Exercise brief:
For this exercise, restate the data below with no change at all.

--- Provided information Enclosed Below ---

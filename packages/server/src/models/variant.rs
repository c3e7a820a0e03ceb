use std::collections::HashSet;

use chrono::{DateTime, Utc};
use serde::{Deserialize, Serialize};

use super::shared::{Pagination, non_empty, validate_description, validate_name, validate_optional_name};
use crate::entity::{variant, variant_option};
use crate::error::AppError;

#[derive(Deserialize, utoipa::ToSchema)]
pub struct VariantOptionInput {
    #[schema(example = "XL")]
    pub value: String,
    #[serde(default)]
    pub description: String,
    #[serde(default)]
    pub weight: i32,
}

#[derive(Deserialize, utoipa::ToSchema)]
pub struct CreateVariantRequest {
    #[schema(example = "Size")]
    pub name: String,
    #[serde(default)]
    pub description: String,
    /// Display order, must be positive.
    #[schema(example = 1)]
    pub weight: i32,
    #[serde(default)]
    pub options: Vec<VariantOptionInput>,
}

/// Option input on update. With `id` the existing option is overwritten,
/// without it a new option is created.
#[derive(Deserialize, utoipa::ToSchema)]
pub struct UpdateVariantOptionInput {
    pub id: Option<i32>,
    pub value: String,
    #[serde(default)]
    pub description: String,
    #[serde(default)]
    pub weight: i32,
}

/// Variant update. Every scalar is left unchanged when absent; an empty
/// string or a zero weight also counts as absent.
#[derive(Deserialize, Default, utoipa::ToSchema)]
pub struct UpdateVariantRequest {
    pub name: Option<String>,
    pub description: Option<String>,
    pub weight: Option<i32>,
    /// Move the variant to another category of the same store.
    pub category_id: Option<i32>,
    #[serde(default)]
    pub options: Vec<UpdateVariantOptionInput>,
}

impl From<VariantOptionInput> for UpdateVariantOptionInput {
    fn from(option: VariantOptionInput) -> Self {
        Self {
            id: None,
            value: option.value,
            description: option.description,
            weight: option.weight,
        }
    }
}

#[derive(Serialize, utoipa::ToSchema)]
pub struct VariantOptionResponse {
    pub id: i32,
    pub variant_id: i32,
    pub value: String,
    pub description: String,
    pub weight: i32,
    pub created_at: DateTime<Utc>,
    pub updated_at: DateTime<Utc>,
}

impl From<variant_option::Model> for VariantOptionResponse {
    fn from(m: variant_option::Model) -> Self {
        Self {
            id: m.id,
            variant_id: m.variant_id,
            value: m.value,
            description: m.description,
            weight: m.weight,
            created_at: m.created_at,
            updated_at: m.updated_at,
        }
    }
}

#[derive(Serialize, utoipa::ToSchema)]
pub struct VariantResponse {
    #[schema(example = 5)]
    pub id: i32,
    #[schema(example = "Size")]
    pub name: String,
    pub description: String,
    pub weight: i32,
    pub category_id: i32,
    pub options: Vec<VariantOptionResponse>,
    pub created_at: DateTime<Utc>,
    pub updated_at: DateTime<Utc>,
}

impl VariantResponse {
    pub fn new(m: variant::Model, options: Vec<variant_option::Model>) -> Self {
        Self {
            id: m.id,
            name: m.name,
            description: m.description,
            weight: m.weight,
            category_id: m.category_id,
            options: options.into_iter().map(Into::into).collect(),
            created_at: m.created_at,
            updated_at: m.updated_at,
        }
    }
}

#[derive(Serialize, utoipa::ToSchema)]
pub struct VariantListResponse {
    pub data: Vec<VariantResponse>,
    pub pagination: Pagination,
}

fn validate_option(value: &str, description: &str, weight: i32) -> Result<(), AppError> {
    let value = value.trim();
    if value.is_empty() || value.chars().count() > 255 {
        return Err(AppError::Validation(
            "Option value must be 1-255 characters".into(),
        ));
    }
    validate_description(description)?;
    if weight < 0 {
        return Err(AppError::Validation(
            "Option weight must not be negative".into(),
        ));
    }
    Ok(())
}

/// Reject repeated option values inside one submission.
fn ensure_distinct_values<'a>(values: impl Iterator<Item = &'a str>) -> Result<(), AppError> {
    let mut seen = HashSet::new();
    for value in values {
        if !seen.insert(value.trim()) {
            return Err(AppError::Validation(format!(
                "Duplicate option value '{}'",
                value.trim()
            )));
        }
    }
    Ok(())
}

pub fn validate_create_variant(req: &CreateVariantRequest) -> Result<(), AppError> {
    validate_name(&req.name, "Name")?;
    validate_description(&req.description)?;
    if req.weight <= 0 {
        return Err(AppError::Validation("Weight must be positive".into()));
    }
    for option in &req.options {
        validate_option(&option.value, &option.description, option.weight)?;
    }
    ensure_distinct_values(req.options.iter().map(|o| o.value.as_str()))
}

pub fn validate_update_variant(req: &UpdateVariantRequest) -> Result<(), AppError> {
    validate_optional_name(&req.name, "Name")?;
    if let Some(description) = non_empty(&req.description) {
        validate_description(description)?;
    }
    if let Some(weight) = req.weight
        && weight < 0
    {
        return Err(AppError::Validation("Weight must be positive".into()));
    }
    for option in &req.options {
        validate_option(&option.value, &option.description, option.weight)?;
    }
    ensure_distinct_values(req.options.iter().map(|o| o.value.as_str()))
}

--- End of Enclosed Provided information ---

Solution for this exercise:
filename packages/server/src/models/variant.rs
repository c3e7a820a0e03ceb
use std::collections::HashSet;

use chrono::{DateTime, Utc};
use serde::{Deserialize, Serialize};

use super::shared::{Pagination, non_empty, validate_description, validate_name, validate_optional_name};
use crate::entity::{variant, variant_option};
use crate::error::AppError;

#[derive(Deserialize, utoipa::ToSchema)]
pub struct VariantOptionInput {
    #[schema(example = "XL")]
    pub value: String,
    #[serde(default)]
    pub description: String,
    #[serde(default)]
    pub weight: i32,
}

#[derive(Deserialize, utoipa::ToSchema)]
pub struct CreateVariantRequest {
    #[schema(example = "Size")]
    pub name: String,
    #[serde(default)]
    pub description: String,
    /// Display order, must be positive.
    #[schema(example = 1)]
    pub weight: i32,
    #[serde(default)]
    pub options: Vec<VariantOptionInput>,
}

/// Option input on update. With `id` the existing option is overwritten,
/// without it a new option is created.
#[derive(Deserialize, utoipa::ToSchema)]
pub struct UpdateVariantOptionInput {
    pub id: Option<i32>,
    pub value: String,
    #[serde(default)]
    pub description: String,
    #[serde(default)]
    pub weight: i32,
}

/// Variant update. Every scalar is left unchanged when absent; an empty
/// string or a zero weight also counts as absent.
#[derive(Deserialize, Default, utoipa::ToSchema)]
pub struct UpdateVariantRequest {
    pub name: Option<String>,
    pub description: Option<String>,
    pub weight: Option<i32>,
    /// Move the variant to another category of the same store.
    pub category_id: Option<i32>,
    #[serde(default)]
    pub options: Vec<UpdateVariantOptionInput>,
}

impl From<VariantOptionInput> for UpdateVariantOptionInput {
    fn from(option: VariantOptionInput) -> Self {
        Self {
            id: None,
            value: option.value,
            description: option.description,
            weight: option.weight,
        }
    }
}

#[derive(Serialize, utoipa::ToSchema)]
pub struct VariantOptionResponse {
    pub id: i32,
    pub variant_id: i32,
    pub value: String,
    pub description: String,
    pub weight: i32,
    pub created_at: DateTime<Utc>,
    pub updated_at: DateTime<Utc>,
}

impl From<variant_option::Model> for VariantOptionResponse {
    fn from(m: variant_option::Model) -> Self {
        Self {
            id: m.id,
            variant_id: m.variant_id,
            value: m.value,
            description: m.description,
            weight: m.weight,
            created_at: m.created_at,
            updated_at: m.updated_at,
        }
    }
}

#[derive(Serialize, utoipa::ToSchema)]
pub struct VariantResponse {
    #[schema(example = 5)]
    pub id: i32,
    #[schema(example = "Size")]
    pub name: String,
    pub description: String,
    pub weight: i32,
    pub category_id: i32,
    pub options: Vec<VariantOptionResponse>,
    pub created_at: DateTime<Utc>,
    pub updated_at: DateTime<Utc>,
}

impl VariantResponse {
    pub fn new(m: variant::Model, options: Vec<variant_option::Model>) -> Self {
        Self {
            id: m.id,
            name: m.name,
            description: m.description,
            weight: m.weight,
            category_id: m.category_id,
            options: options.into_iter().map(Into::into).collect(),
            created_at: m.created_at,
            updated_at: m.updated_at,
        }
    }
}

#[derive(Serialize, utoipa::ToSchema)]
pub struct VariantListResponse {
    pub data: Vec<VariantResponse>,
    pub pagination: Pagination,
}

fn validate_option(value: &str, description: &str, weight: i32) -> Result<(), AppError> {
    let value = value.trim();
    if value.is_empty() || value.chars().count() > 255 {
        return Err(AppError::Validation(
            "Option value must be 1-255 characters".into(),
        ));
    }
    validate_description(description)?;
    if weight < 0 {
        return Err(AppError::Validation(
            "Option weight must not be negative".into(),
        ));
    }
    Ok(())
}

/// Reject repeated option values inside one submission.
fn ensure_distinct_values<'a>(values: impl Iterator<Item = &'a str>) -> Result<(), AppError> {
    let mut seen = HashSet::new();
    for value in values {
        if !seen.insert(value.trim()) {
            return Err(AppError::Validation(format!(
                "Duplicate option value '{}'",
                value.trim()
            )));
        }
    }
    Ok(())
}

pub fn validate_create_variant(req: &CreateVariantRequest) -> Result<(), AppError> {
    validate_name(&req.name, "Name")?;
    validate_description(&req.description)?;
    if req.weight <= 0 {
        return Err(AppError::Validation("Weight must be positive".into()));
    }
    for option in &req.options {
        validate_option(&option.value, &option.description, option.weight)?;
    }
    ensure_distinct_values(req.options.iter().map(|o| o.value.as_str()))
}

pub fn validate_update_variant(req: &UpdateVariantRequest) -> Result<(), AppError> {
    validate_optional_name(&req.name, "Name")?;
    if let Some(description) = non_empty(&req.description) {
        validate_description(description)?;
    }
    if let Some(weight) = req.weight
        && weight < 0
    {
        return Err(AppError::Validation("Weight must be positive".into()));
    }
    for option in &req.options {
        validate_option(&option.value, &option.description, option.weight)?;
    }
    ensure_distinct_values(req.options.iter().map(|o| o.value.as_str()))
}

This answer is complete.